Um caso na semana passada deixou de rastos o orgulho da Royal Navy: o novíssimo porta-aviões HMS Prince of Wales que, com 280 metros de comprimento e 70 de largura, custou 3.000 milhões de libras, um dia depois de zarpar em 25 de agosto, de Southampton para quatro meses de viagem inaugural teve grave avaria mecânica que o vai reter por tempo indeterminado em reparação, de volta à doca seca.

Liz Truss tem astúcia política. Vai tratar de tentar colocar-se no pódio das democracias ocidentais. Apesar de guerreira “até à vitória final” ao lado da Ucrânia, não é de esperar que tenha muita sintonia com os líderes europeus. Está para se ver como vai ser a relação com Washington – ela preferiria que na Casa Branca estivesse um republicano.

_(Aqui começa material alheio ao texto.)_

mod utils;

use cardio_risk::align::align_with_report;
use cardio_risk::schema::adapt::{to_categorical, to_numeric};
use cardio_risk::align::UNKNOWN_CATEGORY;
use cardio_risk::{
    CanonicalRecord, Disease, Feature, GroupPolicy, ModelAsset, ModelRegistry, Transformer, align,
    master_schema, normalize,
};
use serde_json::{Map, Value, json};
use utils::{artifact_dir, init_test_logging};

fn object(value: Value) -> Map<String, Value> {
    value.as_object().cloned().unwrap()
}

fn requests() -> Vec<Map<String, Value>> {
    vec![
        Map::new(),
        object(json!({"Age": 55, "Sex": "Male", "cholesterol": 280})),
        object(json!({
            "age": "71",
            "male": 1,
            "sysBP": "150",
            "ChestPainType": "ASY",
            "Heart rate": 95,
            "CK_MB": "4.2",
            "DM": "yes",
            "Obesity": "Y",
            "work_type": "Self-employed",
            "favourite_colour": "green",
        })),
        object(json!({"Age": "not a number", "BMI": [1, 2], "st_slope": 3, "VHD": null})),
    ]
}

/// Aligned vectors match the column list exactly, for every disease and request
#[test]
fn test_alignment_length_and_order() {
    init_test_logging();
    let dir = artifact_dir();
    let registry = ModelRegistry::load(dir.path(), &Disease::ALL).unwrap();

    for asset in registry.iter() {
        for raw in requests() {
            let record = normalize(&raw, asset.disease());
            let vector = align(&record, asset);

            assert_eq!(vector.len(), asset.columns().len(), "{}", asset.disease());
            for (i, (column, _)) in vector.iter().enumerate() {
                assert_eq!(column, asset.columns()[i], "{}", asset.disease());
            }

            // The batch view keeps the same order and feeds the transformer
            let batch = vector.to_record_batch().unwrap();
            let names: Vec<&str> = batch
                .schema_ref()
                .fields()
                .iter()
                .map(|f| f.name().as_str())
                .collect();
            assert_eq!(names, asset.columns());
            assert!(asset.transformer().transform(&batch).is_ok());
        }
    }
}

/// Aligning an empty request yields the defaults, cast per column group
#[test]
fn test_empty_request_yields_defaults() {
    let dir = artifact_dir();
    let registry = ModelRegistry::load(dir.path(), &Disease::ALL).unwrap();

    for asset in registry.iter() {
        let record = normalize(&Map::new(), asset.disease());
        let (vector, report) = align_with_report(&record, asset);
        assert!(report.synthesized.is_empty());

        for (column, value) in vector.iter() {
            assert!(!record.is_supplied(column));
            let default = &master_schema().get(column).unwrap().default;
            // Sex and yes/no defaults are encoded during normalization
            let normalized = record.get(column).unwrap();
            match value {
                Feature::Categorical(label) => assert_eq!(label, &to_categorical(default)),
                Feature::Numeric(n) => assert_eq!(*n, to_numeric(normalized), "{column}"),
            }
        }
    }
}

/// A record with no fields at all aligns to placeholders only
#[test]
fn test_empty_record_yields_placeholders() {
    let dir = artifact_dir();
    let registry = ModelRegistry::load(dir.path(), &Disease::ALL).unwrap();

    for asset in registry.iter() {
        let (vector, report) = align_with_report(&CanonicalRecord::default(), asset);
        assert_eq!(report.synthesized, asset.columns(), "{}", asset.disease());
        assert_eq!(vector.len(), asset.columns().len());

        for (column, value) in vector.iter() {
            match value {
                Feature::Numeric(n) => assert_eq!(*n, 0.0, "{column}"),
                Feature::Categorical(label) => assert_eq!(label, UNKNOWN_CATEGORY, "{column}"),
            }
        }
    }

    let heart_failure = registry.get(Disease::HeartFailure).unwrap();
    let vector = align(&CanonicalRecord::default(), heart_failure);
    assert_eq!(
        vector.get("chest_pain_type"),
        Some(&Feature::Categorical(UNKNOWN_CATEGORY.to_string()))
    );
}

/// Columns outside the master schema are synthesized as placeholders
#[test]
fn test_unknown_columns_are_synthesized() {
    let dir = artifact_dir();
    let registry = ModelRegistry::load(dir.path(), &Disease::ALL).unwrap();
    let cad = registry.get(Disease::Cad).unwrap();

    // The same transformer with an extra column the schema does not know
    let mut columns = cad.columns().to_vec();
    columns.insert(3, "Region RWMA score".to_string());
    let widened = ModelAsset::new(
        Disease::Cad,
        std::sync::Arc::new(utils::FixedClassifier(0.5)),
        std::sync::Arc::new(Passthrough(cad.transformer().column_groups().cloned())),
        columns,
    )
    .unwrap();

    let record = normalize(&Map::new(), Disease::Cad);
    let (vector, report) = align_with_report(&record, &widened);
    assert_eq!(vector.columns()[3], "Region RWMA score");
    assert_eq!(vector.values()[3], Feature::Numeric(0.0));
    assert_eq!(report.synthesized, vec!["Region RWMA score"]);
    assert_eq!(report.policy, GroupPolicy::Recorded);
}

/// Values reach their columns through aliases and coercions
#[test]
fn test_values_land_in_their_columns() {
    let dir = artifact_dir();
    let registry = ModelRegistry::load(dir.path(), &Disease::ALL).unwrap();
    let raw = &requests()[2];

    let heart_failure = registry.get(Disease::HeartFailure).unwrap();
    let vector = align(&normalize(raw, Disease::HeartFailure), heart_failure);
    assert_eq!(
        vector.get("chest_pain_type"),
        Some(&Feature::Categorical("ASY".to_string()))
    );
    // `male` is only an alias for hypertension
    assert_eq!(vector.get("Sex"), Some(&Feature::Numeric(0.0)));

    let hypertension = registry.get(Disease::Hypertension).unwrap();
    let vector = align(&normalize(raw, Disease::Hypertension), hypertension);
    assert_eq!(vector.get("Age"), Some(&Feature::Numeric(71.0)));
    assert_eq!(vector.get("systolic_bp"), Some(&Feature::Numeric(150.0)));
    assert_eq!(vector.get("sex"), Some(&Feature::Numeric(1.0)));

    let heart_attack = registry.get(Disease::HeartAttack).unwrap();
    let vector = align(&normalize(raw, Disease::HeartAttack), heart_attack);
    assert_eq!(vector.get("heart_rate"), Some(&Feature::Numeric(95.0)));
    assert_eq!(vector.get("CK-MB"), Some(&Feature::Numeric(4.2)));

    let cad = registry.get(Disease::Cad).unwrap();
    let vector = align(&normalize(raw, Disease::Cad), cad);
    assert_eq!(vector.get("diabetes"), Some(&Feature::Numeric(1.0)));
    assert_eq!(vector.get("Obesity"), Some(&Feature::Numeric(1.0)));

    let stroke = registry.get(Disease::Stroke).unwrap();
    let vector = align(&normalize(raw, Disease::Stroke), stroke);
    assert_eq!(
        vector.get("work_type"),
        Some(&Feature::Categorical("Self-employed".to_string()))
    );
}

/// Malformed values degrade to policy defaults instead of failing
#[test]
fn test_malformed_values_degrade() {
    let dir = artifact_dir();
    let registry = ModelRegistry::load(dir.path(), &Disease::ALL).unwrap();
    let raw = &requests()[3];

    let heart_failure = registry.get(Disease::HeartFailure).unwrap();
    let vector = align(&normalize(raw, Disease::HeartFailure), heart_failure);
    assert_eq!(vector.get("Age"), Some(&Feature::Numeric(0.0)));
    assert_eq!(
        vector.get("st_slope"),
        Some(&Feature::Categorical("3".to_string()))
    );

    let cad = registry.get(Disease::Cad).unwrap();
    let vector = align(&normalize(raw, Disease::Cad), cad);
    // Non-scalar and null values keep the master default
    assert_eq!(vector.get("BMI"), Some(&Feature::Numeric(22.0)));
    assert_eq!(vector.get("VHD"), Some(&Feature::Categorical("N".to_string())));
}

/// A transformer that records groups but does not transform
struct Passthrough(Option<cardio_risk::ColumnGroups>);

impl Transformer for Passthrough {
    fn transform(
        &self,
        batch: &cardio_risk::RecordBatch,
    ) -> cardio_risk::Result<Vec<Vec<f64>>> {
        Ok(vec![Vec::new(); batch.num_rows()])
    }

    fn column_groups(&self) -> Option<&cardio_risk::ColumnGroups> {
        self.0.as_ref()
    }
}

Em Londres, o antecessor Boris Johnson terminou o discurso de despedida com uma citação de Arnold Schwarzenegger no filme Terminator 2: Hasta la vista, baby. Há quem antecipe que Liz Truss nunca repetirá os deslizes de Boris Johnson mas não tem sequer uma ínfima parte do carisma dele.

A liderança dela vai ser testada num tempo de crise como o Reino Unido não enfrentava há décadas.